Serious misunderstanding arose in 1937 when the libellant became a frequent visitor at the residence of his neighbors, the Oesterles. Both wife and daughter suspected the feelings of libellant for the Oesterle daughter, and when they expressed their thoughts, the gap widened. In the meantime, the friendship of libellant for the Shillings cooled and respondent's continuous visits to her sister's with the attendant uncooked meals and cold house were resented. He objected to the renting of an apartment, and he believed that the *Page 43 front doors were locked in spite. By June, 1939 sexual relations terminated, and the final separation occurred three months later during an argument growing out of an accusation by respondent that libellant's brother was running around with his first wife.

However damaging the libellant's testimony touching this period, since it is denied by the respondent and her daughter, it creates only a doubtful balance of evidence. "A decree may be supported by the testimony of the complainant alone, but if this testimony be contradicted and shaken by the respondent and there be no convincing circumstances warranting a disregard of the contradictory evidence, a case has not been made out." Rommel v.Rommel, 87 Pa. Super. 511, 513; Twaddell v. Twaddell,95 Pa. Super. 429, 432; Wagner v. Wagner, 112 Pa.
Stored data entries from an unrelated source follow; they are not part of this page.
//! Output formats.
//!
//! Two percent-encoding profiles exist. [`Format::Rfc3986`] (the default)
//! leaves encoded spaces as `%20`; [`Format::Rfc1738`] rewrites them to `+`,
//! the way HTML forms submit `application/x-www-form-urlencoded` bodies.
//!
//! ```rust
//! use qs_value::formats::{Format, DEFAULT_FORMAT};
//!
//! assert_eq!(DEFAULT_FORMAT, Format::Rfc3986);
//! assert_eq!(Format::Rfc1738.format("a%20b".to_string()), "a+b");
//! assert_eq!(Format::Rfc3986.format("a%20b".to_string()), "a%20b");
//! assert_eq!("RFC1738".parse::<Format>().unwrap(), Format::Rfc1738);
//! ```

use crate::Error;
use std::fmt;
use std::str::FromStr;

/// Percent-encoding profile applied to every emitted key and value.
#[derive(Clone, Copy, Debug, PartialEq, Eq, Hash, Default)]
pub enum Format {
    Rfc1738,
    #[default]
    Rfc3986,
}

/// The format used when none is configured.
pub const DEFAULT_FORMAT: Format = Format::Rfc3986;

/// Every supported format.
pub const FORMATS: [Format; 2] = [Format::Rfc1738, Format::Rfc3986];

impl Format {
    /// Returns the canonical name of this format.
    #[must_use]
    pub const fn as_str(&self) -> &'static str {
        match self {
            Format::Rfc1738 => "RFC1738",
            Format::Rfc3986 => "RFC3986",
        }
    }

    /// Applies the output formatter to already-encoded text.
    #[must_use]
    pub fn format(&self, value: String) -> String {
        match self {
            Format::Rfc1738 if value.contains("%20") => value.replace("%20", "+"),
            _ => value,
        }
    }
}

impl fmt::Display for Format {
    fn fmt(&self, f: &mut fmt::Formatter<'_>) -> fmt::Result {
        f.write_str(self.as_str())
    }
}

impl FromStr for Format {
    type Err = Error;

    fn from_str(s: &str) -> Result<Self, Self::Err> {
        FORMATS
            .iter()
            .find(|format| format.as_str() == s)
            .copied()
            .ok_or_else(|| Error::UnknownFormat(s.to_string()))
    }
}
Super. 485,499, 171 A. 419. While the respondent contained her suspicions within the family circle, the libellant acted unwisely to create idle gossip which, though unwarranted, must have caused embarrassment to his wife and daughter. Undoubtedly, respondent is deserving of severe censure for trying to destroy the happiness of libellant's brother and sister-in-law, but an accusation of misconduct against a member of libellant's family did not, of itself, constitute an indignity to him.

This is the case substantially proven by the libellant; respondent denies or qualifies every important accusation. Though the recommendations and observations of the master are worthy of the fullest consideration, since he has the advantage of seeing the parties and hearing the testimony, his impression that libellant and his witnesses gave the more honest, least biased version cannot control our appraisal of the weight and credibility of the testimony. Wittmer v. Wittmer, 151 Pa. Super. 362, 30 A.2d 174; Menster v. Menster, 136 Pa. Super. 582, 7 A.2d 541; Fishman v. Fishman, 134 Pa. Super. 217, *Page 44

4 A.2d 543. Due weight to the testimony offered by the respondent further weakens libellant's case.

An independent consideration of the evidence fails to reveal clearly a course of conduct, motivated by a spirit of hate or estrangement, sufficient to make life burdensome. Respondent was often unjustified, sometimes moved by the feelings of jealousy, but against a background of twenty-two years of married life, the summation of incidents do not add up to a settled stream of behaviour fed by the fire of hate. "A wife may be a poor help-mate, she may be a careless housekeeper or even a slattern; she may not give proper care to her child; she may be nagging in disposition and a faultfinder, she may be lacking in affection, she may be a malingerer or neurasthenic, but all these matters have little or no bearing or relevancy to the charge alleged in the libel, viz: indignities to the person such as to justify the granting of a divorce." Meinel v. Meinel, 109 Pa. Super. 143,147, 167 A. 379.

Under all the testimony we are not convinced that sufficient cause has been established to warrant a decree. Such imperfections and weaknesses of character and disposition as the record discloses may be the "for better or worse" assumed when the marriage knot is tied, but they are not such acts as are strictly within the grounds provided by statute.